By Neil Johnson njohnson@gazetteextra.com August 11, 2021 to view this article on the Janesville Gazette page click here. 

JANESVILLE


A demolition crew on Wednesday was tearing down the former Perkins restaurant at the center of Janesville’s busy Highways 26/14 retail corridor.
Jeff Woodman, who owns the property and an adjacent retail strip mall along Highway 14, said he’s holding onto the former Perkins property, which when cleared will be home to a new chain restaurant.
 
Woodman said his local real estate holding and development company, the Marwood Corporation, is now working with a well-known, “national chain restaurant” company that wants to build a new restaurant building at 3315 Milton Ave.

“It’s out with the old and in with the new,” Woodman said Wednesday afternoon as he watched a local demolition crew operating a backhoe.

On Wednesday, Woodman said he was unable to give the name of the coming restaurant chain. But like the former Perkins, he said the new restaurant would be a casual, “sit-down” restaurant.

The former Perkins closed in August 2019, part of a bankruptcy restructuring move by Perkins’ ownership that included closing all Perkins’ corporate restaurants. The Janesville Perkins originally opened in 1979.

The spur of Highway 14 and Highway 26 over the last several months has seen the loss of a few restaurants linked to shifting dining trends during the COVID-19 pandemic. But along the same spur, about a quarter mile to the east, Kwik Trip this summer opened a new, 9,000-square-foot store.
 
Woodman’s family sold that lot, located at 1919 Humes Road, for $1.7 million in 2019.
Woodman’s family has for several generations owned the former Perkins property and adjacent land along Highway 14 that now houses a strip mall and a Target store. Woodman said he grew up on the Perkins land when it was still home to a family dairy farm.

Woodman said he and Marwood’s three other partners sought to continue owning the land after the Perkins closed. In May, Woodman auctioned all the restaurant’s equipment.

Since Perkins closed, Woodman said the property has drawn “significant” interest from multiple restaurant chains, including Portillo’s and Chick-fil-A, but he said both of those corporations sought to buy the property outright.
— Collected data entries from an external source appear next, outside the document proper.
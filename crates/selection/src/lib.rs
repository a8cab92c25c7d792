//! Reticle selection - pointer hit testing and candidate ranking
//!
//! This crate provides the picking half of the editor core:
//! - [`intersection::SelectionIntersection`] - Ordered measure of how good a hit is
//! - [`view::View`] - Camera matrices with an optional pick scissor
//! - [`volume::SelectionVolume`] - Projects primitives into the pick box
//! - [`selector`] - Selectors and the ranked [`selector::SelectionPool`]
//! - [`scene`] - Collaborator traits for walking the scene
//! - [`aabb::Aabb`] - Axis-aligned bounds shared with manipulation

pub mod aabb;
pub mod clip;
pub mod intersection;
pub mod scene;
pub mod selector;
pub mod view;
pub mod volume;

pub use aabb::*;
pub use intersection::*;
pub use scene::*;
pub use selector::*;
pub use view::*;
pub use volume::*;
//! Reticle manipulation - handles, drag behaviors and the selection driver
//!
//! This crate provides the dragging half of the editor core:
//! - [`pivot::Pivot2World`] - Handle frames sized in screen pixels
//! - [`ray`] - Pointer rays and drag anchor points
//! - [`manipulatable::Manipulatable`] - Drag behaviors (construct, then transform)
//! - [`manipulator::Manipulator`] - Pickable handle sets and the drag decision table
//! - [`transformation::Transformation`] - Drag results and their undo names
//! - [`collaborator`] - Transform sink and undo interfaces
//! - [`system::SelectionSystem`] - Pointer event driver

pub mod collaborator;
pub mod manipulatable;
pub mod manipulator;
pub mod modifiers;
pub mod pivot;
pub mod ray;
pub mod system;
pub mod transformation;

pub use collaborator::*;
pub use manipulatable::{DragInput, Manipulatable};
pub use manipulator::{DragAction, DragRule, Manipulator, ManipulatorMode, PickContext};
pub use modifiers::InputModifiers;
pub use pivot::Pivot2World;
pub use system::{SelectionMode, SelectionSystem};
pub use transformation::{undo_name, Transformation};
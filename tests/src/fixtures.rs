//! Test fixtures and rule builders.

use std::collections::HashMap;

use chrono::NaiveDate;
use metering_core::{
    BudgetType, CalendarType, Entitlements, EntitlementValue, PaywallRule, ResetWeekday,
    RollingType, RuleBudget, RuleCondition,
};

pub fn day(y: i32, m: u32, d: u32) -> NaiveDate {
    NaiveDate::from_ymd_opt(y, m, d).unwrap()
}

/// Rolling-days budget.
pub fn rolling_budget(days: u32) -> RuleBudget {
    RuleBudget {
        budget_type: BudgetType::Rolling,
        calendar_type: None,
        calendar_weekday: None,
        rolling_type: Some(RollingType::Days),
        rolling_days: Some(days),
    }
}

/// Weekly calendar budget resetting on `weekday`.
pub fn weekly_budget(weekday: ResetWeekday) -> RuleBudget {
    RuleBudget {
        budget_type: BudgetType::Calendar,
        calendar_type: Some(CalendarType::Weekly),
        calendar_weekday: Some(weekday),
        rolling_type: None,
        rolling_days: None,
    }
}

/// Monthly calendar budget.
pub fn monthly_budget() -> RuleBudget {
    RuleBudget {
        budget_type: BudgetType::Calendar,
        calendar_type: Some(CalendarType::Monthly),
        calendar_weekday: None,
        rolling_type: None,
        rolling_days: None,
    }
}

/// A metered rule with no conditions and no entitlement filters.
pub fn metered_rule(id: u32, max_page_views: u32) -> PaywallRule {
    metered_rule_with_budget(id, max_page_views, rolling_budget(30))
}

/// A metered rule with no conditions, no entitlement filters, and the
/// given budget window.
pub fn metered_rule_with_budget(id: u32, max_page_views: u32, budget: RuleBudget) -> PaywallRule {
    PaywallRule {
        id,
        conditions: HashMap::new(),
        budget,
        entitlement_skus: None,
        entitlement_zones: None,
        campaign_link: Some(format!("https://example.com/subscribe?rule={id}")),
        campaign_code: None,
        max_page_views,
    }
}

/// A rule whose `platform` condition must be one of `values`.
pub fn platform_rule(id: u32, max_page_views: u32, values: &[&str]) -> PaywallRule {
    let mut rule = metered_rule(id, max_page_views);
    rule.conditions.insert(
        "platform".to_string(),
        RuleCondition {
            is_in: true,
            values: values.iter().map(|v| v.to_string()).collect(),
        },
    );
    rule
}

/// A rule exempting holders of any of the given SKUs.
pub fn sku_rule(id: u32, max_page_views: u32, skus: &[&str]) -> PaywallRule {
    let mut rule = metered_rule(id, max_page_views);
    rule.entitlement_skus = Some(
        skus.iter()
            .map(|s| EntitlementValue::Str(s.to_string()))
            .collect(),
    );
    rule
}

/// A pure-gate rule: SKU list of exactly `[true]`.
pub fn gate_rule(id: u32, max_page_views: u32) -> PaywallRule {
    let mut rule = metered_rule(id, max_page_views);
    rule.entitlement_skus = Some(vec![EntitlementValue::Bool(true)]);
    rule
}

/// Page conditions carrying only a platform.
pub fn page_conditions(platform: &str) -> HashMap<String, String> {
    HashMap::from([("platform".to_string(), platform.to_string())])
}

/// Entitlements holding the given SKUs.
pub fn entitlements_with_skus(skus: &[&str]) -> Entitlements {
    Entitlements {
        skus: skus.iter().map(|s| s.to_string()).collect(),
        zones: vec![],
        edgescape: None,
    }
}

/// Backend JSON for a two-rule set exercising the heterogeneous
/// entitlement lists.
pub fn rule_set_json() -> &'static str {
    r#"[
        {
            "id": 1,
            "conditions": { "platform": { "isIn": true, "values": ["web"] } },
            "budget": { "budgetType": "rolling", "rollingType": "days", "rollingDays": 30 },
            "entitlementSKUs": ["premium-monthly", "premium-annual"],
            "campaignLink": "https://example.com/subscribe",
            "campaignCode": "meter-web",
            "maxPageViews": 3
        },
        {
            "id": 2,
            "budget": { "budgetType": "calendar", "calendarType": "weekly", "calendarWeekday": "monday" },
            "entitlementSKUs": [true],
            "entitlementZones": [true, 40],
            "maxPageViews": 1
        }
    ]"#
}
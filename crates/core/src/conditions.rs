//! Rule condition matching.
//!
//! Conditions form a small in/out DSL over observed string values. A
//! rule's condition map is matched against two observed maps per
//! evaluation: the caller-supplied page conditions and the flattened geo
//! attributes.

use std::collections::HashMap;

use crate::rules::RuleCondition;

/// Whether a single condition is met by an observed value.
pub fn condition_met(condition: &RuleCondition, observed: &str) -> bool {
    condition.is_in == condition.values.iter().any(|v| v == observed)
}

/// Aggregate match of a rule's conditions against an observed map.
///
/// Keys absent from the observed map are skipped (automatically
/// satisfied), and an absent map satisfies everything: only an observed
/// value can fail a condition.
pub fn conditions_met(
    conditions: &HashMap<String, RuleCondition>,
    observed: Option<&HashMap<String, String>>,
) -> bool {
    let Some(observed) = observed else {
        return true;
    };

    conditions
        .iter()
        .filter_map(|(key, condition)| observed.get(key).map(|value| (condition, value)))
        .all(|(condition, value)| condition_met(condition, value.as_str()))
}
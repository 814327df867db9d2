//! Per-user metering state.

use std::collections::{HashMap, HashSet};

use chrono::NaiveDate;
use serde::{Deserialize, Serialize};

/// Mutable per-user, per-rule metering state, persisted across sessions.
#[derive(Debug, Clone, PartialEq, Serialize, Deserialize)]
#[serde(rename_all = "camelCase")]
pub struct UserRule {
    /// Budget ceiling copied from the rule at creation; never re-synced
    /// if the rule's budget later changes.
    pub budget: u32,

    /// Views counted in the current window.
    pub counter: u32,

    /// Date of the last window reset (or creation).
    pub last_reset_date: NaiveDate,

    /// Content identifiers already counted; membership only.
    pub viewed_pages: HashSet<String>,
}

impl UserRule {
    /// Creates fresh state for a rule first seen on `as_of`.
    pub fn new(budget: u32, as_of: NaiveDate) -> Self {
        Self {
            budget,
            counter: 0,
            last_reset_date: as_of,
            viewed_pages: HashSet::new(),
        }
    }

    /// Whether the counter has reached the ceiling.
    pub fn budget_limit_met(&self) -> bool {
        self.counter >= self.budget
    }

    /// Whether this content was already counted.
    pub fn has_viewed(&self, content_id: &str) -> bool {
        self.viewed_pages.contains(content_id)
    }

    /// Counts a view of new content.
    pub fn record_view(&mut self, content_id: &str) {
        self.counter += 1;
        self.viewed_pages.insert(content_id.to_string());
    }

    /// Starts a new window.
    ///
    /// Only the counter returns to zero; viewed pages and the reset date
    /// carry over, so content counted in an earlier window is never
    /// counted again.
    pub fn reset_counter(&mut self) {
        self.counter = 0;
    }
}

/// All of one user's per-rule state; persisted as a single blob.
#[derive(Debug, Clone, Default, PartialEq, Serialize, Deserialize)]
#[serde(transparent)]
pub struct UserRules {
    rules: HashMap<u32, UserRule>,
}

impl UserRules {
    pub fn new() -> Self {
        Self::default()
    }

    /// Fetches the state for a rule, creating it lazily on first
    /// evaluation.
    pub fn get_or_create(&mut self, rule_id: u32, budget: u32, as_of: NaiveDate) -> &mut UserRule {
        self.rules
            .entry(rule_id)
            .or_insert_with(|| UserRule::new(budget, as_of))
    }

    pub fn get(&self, rule_id: u32) -> Option<&UserRule> {
        self.rules.get(&rule_id)
    }

    pub fn len(&self) -> usize {
        self.rules.len()
    }

    pub fn is_empty(&self) -> bool {
        self.rules.is_empty()
    }

    pub fn iter(&self) -> impl Iterator<Item = (&u32, &UserRule)> {
        self.rules.iter()
    }
}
Marwood marketed the property to local restaurant operators in case any sought a move to the busy retail corner. The intersection, which draws heavy traffic off of two Interstate 90/39 interchanges nearby, sees a volume of about 52,000 vehicles a day, according to state traffic data.

Woodman said he’s seen data that shows the one-mile surrounding retail corridor typically draws about 50 percent of all retail spending in Rock County.

Woodman said he’s still in negotiating a development deal with the unnamed restaurant and making construction arrangements. Woodman said in past developments in Janesville, he’s often insisted on local contracting and supply of materials, plus local union labor, in his deals.

“I make it clear that Janesville still is a (labor) union town,” Woodman said.